Néanmoins, les enseignants disposaient de fiches pédagogiques en attendant les manuels qui n'avaient été soumissionnés par les éditeurs qu'au mois de décembre 2003. Il y a lieu de noter que l'année prochaine le nombre des élèves et des enseignants devrait atteindre le triple du nombre actuel. M. Boudris Belaid, Directeur du Centre de la Recherche didactique et des Programmes Pédagogiques à l'Institut Royal de la Culture Amazighe nous donne ci-après quelques précisions:
Q: Comment en est-on arrivé à cette nouvelle matière enseignée avec un retard de plus d'un trimestre pour le manuel?
R: Le processus a commencé par l'élaboration d'un programme concrétisé dans une brochure comportant une fiche pédagogique pour activité orale qui s'appelle “awal inu” ce qui veut dire “ma langue”. Cela a meublé tout le premier trimestre.
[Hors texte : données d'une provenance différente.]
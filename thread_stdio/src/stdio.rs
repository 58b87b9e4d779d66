//! Duplex stdio channel between a worker thread and a handle
//!
//! Two bounded buffers and a closed flag:
//! - `input`: filled by handle writes, drained by the worker (`read`, `read_line`)
//! - `output`: filled by the worker (`write`, `printf`), drained by handle reads
//!
//! Once closed, the channel never reopens. Every waiter on either buffer
//! observes the transition: `mark_closed` wakes both conditions and tears
//! down the readiness queues.
//!
//! Worker-side waits are bounded: they sleep for at most
//! `StdioConfig::wait_slice` and re-check, so a worker idling on input is
//! never one unbounded sleep.

use std::fmt;
use std::sync::atomic::{AtomicBool, Ordering};

use crate::config::StdioConfig;
use crate::error::StdioError;
use crate::io::buffer::{BoundedBuffer, Growth};
use crate::readiness::ReadinessQueue;

/// Whether an operation may sleep
#[derive(Debug, Clone, Copy, PartialEq, Eq)]
pub enum IoMode {
    Blocking,
    NonBlocking,
}

impl IoMode {
    fn growth(self) -> Growth {
        match self {
            IoMode::Blocking => Growth::MayBlock,
            IoMode::NonBlocking => Growth::NoWait,
        }
    }
}

pub struct StdioRedirect {
    pub(crate) input: BoundedBuffer,
    pub(crate) output: BoundedBuffer,
    done: AtomicBool,
    config: StdioConfig,
    readiness: ReadinessQueue,
}

impl StdioRedirect {
    #[must_use]
    pub fn new(config: StdioConfig) -> Self {
        let readiness = ReadinessQueue::new();
        let input = BoundedBuffer::new(readiness.allocate("stdio.input"), config.capacity);
        let output = BoundedBuffer::new(readiness.allocate("stdio.output"), config.capacity);

        Self {
            input,
            output,
            done: AtomicBool::new(false),
            config,
            readiness,
        }
    }

    #[must_use]
    pub fn config(&self) -> &StdioConfig {
        &self.config
    }

    /// Caller-to-worker buffer
    #[must_use]
    pub fn input(&self) -> &BoundedBuffer {
        &self.input
    }

    /// Worker-to-caller buffer
    #[must_use]
    pub fn output(&self) -> &BoundedBuffer {
        &self.output
    }

    #[must_use]
    pub fn readiness(&self) -> &ReadinessQueue {
        &self.readiness
    }

    #[must_use]
    pub fn is_done(&self) -> bool {
        self.done.load(Ordering::SeqCst)
    }

    #[must_use]
    pub fn has_input(&self) -> bool {
        !self.input.is_empty() || self.is_done()
    }

    #[must_use]
    pub fn has_output(&self) -> bool {
        !self.output.is_empty() || self.is_done()
    }

    #[must_use]
    pub fn has_input_space(&self) -> bool {
        self.input.has_room() || self.is_done()
    }

    #[must_use]
    pub fn has_output_space(&self) -> bool {
        self.output.has_room() || self.is_done()
    }

    /// Read from the input side.
    ///
    /// Buffered data is drained even after the channel closed.
    ///
    /// # Errors
    ///
    /// - `Closed` when the channel is closed and the input is empty
    /// - `WouldBlock` in non-blocking mode when no input is available
    pub fn read(&self, buf: &mut [u8], mode: IoMode) -> Result<usize, StdioError> {
        loop {
            self.wait_for_input(mode)?;

            let n = self.input.consume_into(buf);
            if n > 0 {
                self.input_changed(n);
                return Ok(n);
            }
            if buf.is_empty() {
                return Ok(0);
            }
            if self.is_done() {
                return Err(StdioError::Closed);
            }
            // Another reader drained the buffer between wake and consume
        }
    }

    /// Read one line from the input side, blocking.
    ///
    /// Stops after a newline, when `buf` is full, or when the channel
    /// closed and the input is drained. A partial line left at close is
    /// returned once; the next call reports `Closed`.
    ///
    /// # Errors
    ///
    /// `Closed` if the channel is closed and nothing was copied.
    pub fn read_line(&self, buf: &mut [u8]) -> Result<usize, StdioError> {
        let mut copied = 0;
        while copied < buf.len() {
            self.wait_for_input(IoMode::Blocking)?;

            let (n, newline) = self.input.consume_line_into(&mut buf[copied..]);
            if n > 0 {
                copied += n;
                self.input_changed(n);
                if newline {
                    break;
                }
            } else if self.is_done() {
                break;
            }
        }

        if copied == 0 && !buf.is_empty() {
            return Err(StdioError::Closed);
        }
        Ok(copied)
    }

    /// Write to the output side.
    ///
    /// A write that does not fit is not split: once there is any room the
    /// whole write is appended, growing storage past the capacity. In
    /// non-blocking mode growth must not block; bytes it cannot store are
    /// dropped without an error.
    ///
    /// # Errors
    ///
    /// - `BrokenPipe` if the channel is closed
    /// - `WouldBlock` in non-blocking mode when the output is full
    pub fn write(&self, bytes: &[u8], mode: IoMode) -> Result<usize, StdioError> {
        self.wait_for_output_space(mode)?;
        let n = self.output.append_unbounded(bytes, mode.growth());
        self.output_changed(n);
        Ok(n)
    }

    /// Formatted write to the output side, see `write`.
    ///
    /// # Errors
    ///
    /// Same as `write`.
    pub fn printf(&self, mode: IoMode, args: fmt::Arguments<'_>) -> Result<usize, StdioError> {
        self.wait_for_output_space(mode)?;
        let n = self.output.append_fmt(args, mode.growth());
        self.output_changed(n);
        Ok(n)
    }

    /// Close the channel and wake every waiter.
    ///
    /// Returns `false` if it was already closed.
    pub fn mark_closed(&self) -> bool {
        if self.done.swap(true, Ordering::SeqCst) {
            return false;
        }
        log::debug!("stdio: closed");

        self.input.wake_all();
        self.output.wake_all();
        self.readiness.unlist(self.input.id());
        self.readiness.unlist(self.output.id());
        true
    }

    /// Free storage of both buffers
    pub(crate) fn release_storage(&self) {
        self.input.release_storage();
        self.output.release_storage();
    }

    /// Bytes were added to or taken from the input
    pub(crate) fn input_changed(&self, n: usize) {
        self.input.notify_waiters();
        self.readiness.notify(self.input.id(), wake_arg(n));
    }

    /// Bytes were added to or taken from the output
    pub(crate) fn output_changed(&self, n: usize) {
        self.output.notify_waiters();
        self.readiness.notify(self.output.id(), wake_arg(n));
    }

    fn wait_for_input(&self, mode: IoMode) -> Result<(), StdioError> {
        match mode {
            IoMode::NonBlocking => {
                if self.has_input() {
                    Ok(())
                } else {
                    Err(StdioError::WouldBlock)
                }
            }
            IoMode::Blocking => {
                // We're waiting on caller input (or for the handle to be
                // closed); no interrupt source on the worker side.
                self.input.wait_until(
                    |data| !data.is_empty() || self.is_done(),
                    self.config.wait_slice(),
                    || false,
                );
                Ok(())
            }
        }
    }

    fn wait_for_output_space(&self, mode: IoMode) -> Result<(), StdioError> {
        if self.is_done() {
            return Err(StdioError::BrokenPipe);
        }
        match mode {
            IoMode::NonBlocking => {
                if !self.has_output_space() {
                    return Err(StdioError::WouldBlock);
                }
            }
            IoMode::Blocking => {
                let capacity = self.output.capacity();
                self.output.wait_until(
                    |data| data.len() < capacity || self.is_done(),
                    self.config.wait_slice(),
                    || false,
                );
            }
        }
        if self.is_done() {
            return Err(StdioError::BrokenPipe);
        }
        Ok(())
    }
}

impl fmt::Debug for StdioRedirect {
    fn fmt(&self, f: &mut fmt::Formatter<'_>) -> fmt::Result {
        f.debug_struct("StdioRedirect")
            .field("input", &self.input)
            .field("output", &self.output)
            .field("done", &self.is_done())
            .finish()
    }
}

fn wake_arg(n: usize) -> i64 {
    i64::try_from(n).unwrap_or(i64::MAX)
}

/// Formatted write to a `StdioRedirect`
///
/// ```
/// use thread_stdio::{stdio_printf, IoMode, StdioConfig, StdioRedirect};
///
/// let stdio = StdioRedirect::new(StdioConfig::default());
/// stdio_printf!(stdio, IoMode::Blocking, "{} + {} = {}\n", 1, 2, 1 + 2).unwrap();
/// assert_eq!(stdio.output().consume(64), b"1 + 2 = 3\n");
/// ```
#[macro_export]
macro_rules! stdio_printf {
    ($stdio:expr, $mode:expr, $($arg:tt)*) => {
        $stdio.printf($mode, ::std::format_args!($($arg)*))
    };
}
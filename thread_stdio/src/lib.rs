pub mod config;
pub mod error;
pub mod fd_table;
pub mod file_ops;
pub mod io;
pub mod poll;
pub mod readiness;
pub mod stdio;
pub mod thread_with_file;
pub mod thread_with_stdio;

// Re-export error types for convenience
pub use error::{ConfigError, RunError, StdioError};

pub use config::{StdioConfig, STDIO_REDIRECT_BUFSIZE};

// Re-export channel types for convenience
pub use io::{BoundedBuffer, Growth, UserBuf, UserBufMut};
pub use stdio::{IoMode, StdioRedirect};

// Re-export handle layer types
pub use fd_table::{Fd, FdTable};
pub use file_ops::{AccessMode, FileOps, OpenFlags};
pub use poll::{PollMask, PollTable};

pub use readiness::{PollEntry, ReadinessQueue, WaitQueueId, WakeArg, HANGUP};

// Re-export thread runners
pub use thread_with_file::{
    run_thread_with_file, PendingStart, StdSpawner, ThreadEntry, ThreadSpawner, ThreadWithFile,
};
pub use thread_with_stdio::{ExitFn, LifecycleState, StdioFile, ThreadWithStdio, WorkerFn};
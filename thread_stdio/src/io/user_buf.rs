//! Caller-provided memory
//!
//! Handle reads and writes copy between a channel buffer and memory owned
//! by the caller, which may be only partly accessible. The copy loops
//! first ask how much is accessible (`fault_in_*`), then copy chunks while
//! holding the buffer lock; a failed chunk copy stops the loop.

use crate::error::StdioError;

/// Destination memory for a handle read
pub trait UserBufMut {
    fn len(&self) -> usize;

    fn is_empty(&self) -> bool {
        self.len() == 0
    }

    /// How many bytes starting at `offset` (at most `len`) can be written
    fn fault_in_writeable(&mut self, offset: usize, len: usize) -> usize;

    /// Copy `src` to `offset`.
    ///
    /// # Errors
    ///
    /// `StdioError::Fault` if any part of the range is inaccessible.
    fn copy_to_user(&mut self, offset: usize, src: &[u8]) -> Result<(), StdioError>;
}

/// Source memory for a handle write
pub trait UserBuf {
    fn len(&self) -> usize;

    fn is_empty(&self) -> bool {
        self.len() == 0
    }

    /// How many bytes starting at `offset` (at most `len`) can be read
    fn fault_in_readable(&self, offset: usize, len: usize) -> usize;

    /// Fill `dst` from `offset`.
    ///
    /// # Errors
    ///
    /// `StdioError::Fault` if any part of the range is inaccessible.
    fn copy_from_user(&self, offset: usize, dst: &mut [u8]) -> Result<(), StdioError>;
}

fn accessible(total: usize, offset: usize, len: usize) -> usize {
    len.min(total.saturating_sub(offset))
}

impl UserBufMut for &mut [u8] {
    fn len(&self) -> usize {
        <[u8]>::len(self)
    }

    fn fault_in_writeable(&mut self, offset: usize, len: usize) -> usize {
        accessible(<[u8]>::len(self), offset, len)
    }

    fn copy_to_user(&mut self, offset: usize, src: &[u8]) -> Result<(), StdioError> {
        let end = offset.checked_add(src.len()).ok_or(StdioError::Fault)?;
        let dst = self.get_mut(offset..end).ok_or(StdioError::Fault)?;
        dst.copy_from_slice(src);
        Ok(())
    }
}

impl UserBuf for &[u8] {
    fn len(&self) -> usize {
        <[u8]>::len(self)
    }

    fn fault_in_readable(&self, offset: usize, len: usize) -> usize {
        accessible(<[u8]>::len(self), offset, len)
    }

    fn copy_from_user(&self, offset: usize, dst: &mut [u8]) -> Result<(), StdioError> {
        let end = offset.checked_add(dst.len()).ok_or(StdioError::Fault)?;
        let src = self.get(offset..end).ok_or(StdioError::Fault)?;
        dst.copy_from_slice(src);
        Ok(())
    }
}

impl UserBufMut for Vec<u8> {
    fn len(&self) -> usize {
        Vec::len(self)
    }

    fn fault_in_writeable(&mut self, offset: usize, len: usize) -> usize {
        accessible(Vec::len(self), offset, len)
    }

    fn copy_to_user(&mut self, offset: usize, src: &[u8]) -> Result<(), StdioError> {
        self.as_mut_slice().copy_to_user(offset, src)
    }
}

impl UserBuf for Vec<u8> {
    fn len(&self) -> usize {
        Vec::len(self)
    }

    fn fault_in_readable(&self, offset: usize, len: usize) -> usize {
        accessible(Vec::len(self), offset, len)
    }

    fn copy_from_user(&self, offset: usize, dst: &mut [u8]) -> Result<(), StdioError> {
        self.as_slice().copy_from_user(offset, dst)
    }
}
#![allow(dead_code)]

use std::time::Duration;
use thread_stdio::{StdioConfig, StdioError, UserBuf, UserBufMut};

/// Short bounded waits keep the blocking tests fast
pub fn config(capacity: usize) -> StdioConfig {
    StdioConfig {
        capacity,
        wait_slice_ms: Some(10),
        ..StdioConfig::default()
    }
}

pub fn init_logging() {
    let _ = env_logger::builder().is_test(true).try_init();
}

pub const LONG_WAIT: Duration = Duration::from_secs(5);

/// Caller memory where only the first `accessible` bytes are mapped
pub struct FaultyBuf {
    pub data: Vec<u8>,
    accessible: usize,
}

impl FaultyBuf {
    pub fn new(data: Vec<u8>, accessible: usize) -> Self {
        Self { data, accessible }
    }

    pub fn zeroed(len: usize, accessible: usize) -> Self {
        Self::new(vec![0; len], accessible)
    }

    fn check(&self, offset: usize, len: usize) -> Result<(), StdioError> {
        if offset + len > self.accessible.min(self.data.len()) {
            return Err(StdioError::Fault);
        }
        Ok(())
    }
}

impl UserBufMut for FaultyBuf {
    fn len(&self) -> usize {
        self.data.len()
    }

    fn fault_in_writeable(&mut self, offset: usize, len: usize) -> usize {
        len.min(self.accessible.min(self.data.len()).saturating_sub(offset))
    }

    fn copy_to_user(&mut self, offset: usize, src: &[u8]) -> Result<(), StdioError> {
        self.check(offset, src.len())?;
        self.data[offset..offset + src.len()].copy_from_slice(src);
        Ok(())
    }
}

impl UserBuf for FaultyBuf {
    fn len(&self) -> usize {
        self.data.len()
    }

    fn fault_in_readable(&self, offset: usize, len: usize) -> usize {
        len.min(self.accessible.min(self.data.len()).saturating_sub(offset))
    }

    fn copy_from_user(&self, offset: usize, dst: &mut [u8]) -> Result<(), StdioError> {
        self.check(offset, dst.len())?;
        dst.copy_from_slice(&self.data[offset..offset + dst.len()]);
        Ok(())
    }
}
//! Error types for the stdio channel and the handle layer
//!
//! `StdioError` is what read/write/poll surface to both sides of the
//! channel. It is `Copy` so it can be returned from many waiters without
//! allocation, and converts to `std::io::Error`, to an errno and to
//! `embedded_io::ErrorKind`.

use std::io;

/// Error kinds produced by buffer, channel and handle operations
#[derive(Debug, Clone, Copy, PartialEq, Eq, thiserror::Error)]
pub enum StdioError {
    /// A non-blocking operation cannot make progress right now
    #[error("operation would block")]
    WouldBlock,

    /// End of stream: the channel is closed and no data is left
    #[error("end of stream")]
    Closed,

    /// Write attempted after the channel was closed
    #[error("broken pipe")]
    BrokenPipe,

    /// A blocking wait was aborted by an interrupt request
    #[error("interrupted")]
    Interrupted,

    /// Caller memory could not be accessed during a copy
    #[error("bad address")]
    Fault,

    /// The handle was already released, or the descriptor is unknown
    #[error("bad file descriptor")]
    BadDescriptor,

    /// The file does not implement the requested operation
    #[error("operation not supported")]
    NotSupported,

    /// The descriptor table is full
    #[error("too many open files")]
    TooManyFiles,
}

impl StdioError {
    /// POSIX errno for this error.
    ///
    /// `Closed` maps to 0: at the descriptor layer end-of-stream is a
    /// successful zero-length read, not an error.
    #[must_use]
    pub fn errno(self) -> i32 {
        match self {
            StdioError::WouldBlock => 11,    // EAGAIN
            StdioError::Closed => 0,
            StdioError::BrokenPipe => 32,    // EPIPE
            StdioError::Interrupted => 4,    // EINTR
            StdioError::Fault => 14,         // EFAULT
            StdioError::BadDescriptor => 9,  // EBADF
            StdioError::NotSupported => 22,  // EINVAL
            StdioError::TooManyFiles => 24,  // EMFILE
        }
    }
}

impl From<StdioError> for io::Error {
    fn from(e: StdioError) -> Self {
        let kind = match e {
            StdioError::WouldBlock => io::ErrorKind::WouldBlock,
            StdioError::Closed => io::ErrorKind::UnexpectedEof,
            StdioError::BrokenPipe => io::ErrorKind::BrokenPipe,
            StdioError::Interrupted => io::ErrorKind::Interrupted,
            StdioError::Fault | StdioError::BadDescriptor => io::ErrorKind::InvalidInput,
            StdioError::NotSupported => io::ErrorKind::Unsupported,
            StdioError::TooManyFiles => io::ErrorKind::Other,
        };
        io::Error::new(kind, e)
    }
}

impl embedded_io::Error for StdioError {
    fn kind(&self) -> embedded_io::ErrorKind {
        match self {
            StdioError::BrokenPipe => embedded_io::ErrorKind::BrokenPipe,
            StdioError::Interrupted => embedded_io::ErrorKind::Interrupted,
            StdioError::Fault | StdioError::BadDescriptor => embedded_io::ErrorKind::InvalidInput,
            StdioError::NotSupported => embedded_io::ErrorKind::Unsupported,
            StdioError::WouldBlock | StdioError::Closed | StdioError::TooManyFiles => {
                embedded_io::ErrorKind::Other
            }
        }
    }
}

/// Failure to start a worker behind a handle
#[derive(Debug, thiserror::Error)]
pub enum RunError {
    #[error("failed to spawn worker thread: {0}")]
    Spawn(#[from] io::Error),

    #[error("failed to install handle: {0}")]
    Install(#[from] StdioError),
}

/// Failure to load a `StdioConfig`
#[derive(Debug, thiserror::Error)]
pub enum ConfigError {
    #[error("failed to read config: {0}")]
    Io(#[from] io::Error),

    #[error("failed to parse config JSON: {0}")]
    Json(#[from] serde_json::Error),

    #[error("invalid value {value:?} for {var}")]
    Env { var: &'static str, value: String },

    #[error("invalid config: {0}")]
    Invalid(&'static str),
}
//! `LicenseDatabase`: one serialized SQLite connection.
//!
//! License reads are rare once the cache has resolved, so a single
//! mutex-guarded connection is enough; there is no read pool.

use std::path::{Path, PathBuf};
use std::sync::{Mutex, PoisonError};
use std::time::Duration;

use entitle_core::errors::StorageError;
use rusqlite::Connection;
use tracing::debug;

use crate::migrations;
use crate::sqe;

/// Milliseconds a statement waits on a locked database before failing.
pub const BUSY_TIMEOUT_MS: u64 = 5_000;

pub struct LicenseDatabase {
    conn: Mutex<Connection>,
    path: Option<PathBuf>,
}

impl LicenseDatabase {
    /// Open a file-backed database and bring its schema up to date.
    pub fn open(path: &Path) -> Result<Self, StorageError> {
        let db = Self::open_unmigrated(path)?;
        db.migrate()?;
        Ok(db)
    }

    /// Open an in-memory database with the full schema.
    pub fn open_in_memory() -> Result<Self, StorageError> {
        let db = Self::open_in_memory_unmigrated()?;
        db.migrate()?;
        Ok(db)
    }

    /// Open a file-backed database without running migrations.
    pub fn open_unmigrated(path: &Path) -> Result<Self, StorageError> {
        let conn = Connection::open(path).map_err(sqe)?;
        apply_pragmas(&conn)?;
        debug!(path = %path.display(), "opened license database");
        Ok(Self {
            conn: Mutex::new(conn),
            path: Some(path.to_path_buf()),
        })
    }

    /// Open an in-memory database without running migrations.
    pub fn open_in_memory_unmigrated() -> Result<Self, StorageError> {
        let conn = Connection::open_in_memory().map_err(sqe)?;
        apply_pragmas(&conn)?;
        Ok(Self {
            conn: Mutex::new(conn),
            path: None,
        })
    }

    /// Run pending migrations. Returns how many were applied.
    pub fn migrate(&self) -> Result<u32, StorageError> {
        self.with_conn(migrations::run_migrations)
    }

    /// Run `f` with exclusive access to the connection.
    pub fn with_conn<F, T>(&self, f: F) -> Result<T, StorageError>
    where
        F: FnOnce(&Connection) -> Result<T, StorageError>,
    {
        let conn = self.conn.lock().unwrap_or_else(PoisonError::into_inner);
        f(&conn)
    }

    /// Database file path (None for in-memory).
    pub fn path(&self) -> Option<&Path> {
        self.path.as_deref()
    }
}

impl std::fmt::Debug for LicenseDatabase {
    fn fmt(&self, f: &mut std::fmt::Formatter<'_>) -> std::fmt::Result {
        f.debug_struct("LicenseDatabase")
            .field("path", &self.path)
            .finish_non_exhaustive()
    }
}

/// WAL journal, NORMAL sync, foreign keys on, 5s busy timeout.
pub fn apply_pragmas(conn: &Connection) -> Result<(), StorageError> {
    // In-memory databases report "memory" and stay that way.
    let _mode: String = conn
        .pragma_update_and_check(None, "journal_mode", "WAL", |row| row.get(0))
        .map_err(sqe)?;
    conn.pragma_update(None, "synchronous", "NORMAL").map_err(sqe)?;
    conn.pragma_update(None, "foreign_keys", "ON").map_err(sqe)?;
    conn.busy_timeout(Duration::from_millis(BUSY_TIMEOUT_MS))
        .map_err(sqe)?;
    Ok(())
}

#[cfg(test)]
mod tests {
    use super::*;

    #[test]
    fn in_memory_database_is_migrated() {
        let db = LicenseDatabase::open_in_memory().unwrap();
        let version = db.with_conn(migrations::current_version).unwrap();
        assert_eq!(version, migrations::LATEST_VERSION);
        assert!(db.path().is_none());
    }

    #[test]
    fn unmigrated_database_has_no_schema() {
        let db = LicenseDatabase::open_in_memory_unmigrated().unwrap();
        assert_eq!(db.with_conn(migrations::current_version).unwrap(), 0);
    }

    #[test]
    fn pragmas_are_applied() {
        let db = LicenseDatabase::open_in_memory_unmigrated().unwrap();
        let foreign_keys: i64 = db
            .with_conn(|conn| {
                conn.pragma_query_value(None, "foreign_keys", |row| row.get(0))
                    .map_err(sqe)
            })
            .unwrap();
        assert_eq!(foreign_keys, 1);
    }
}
Auparavant il y a eu la formation des inspecteurs et des enseignants, cette formation a été axée sur l'aspect linguistique, civilisationnel et littéraire. Les fiches pédagogiques de l'activité orale comportaient de petits dialogues, des orientations, des indications, soit en tout une sorte de mode d'emploi.
Par contre, le manuel scolaire qui s'intitule tifawin a tamazight autrement dit “bonjour tamazight” commence par l'image qui peut être sujet de questions et d'observations.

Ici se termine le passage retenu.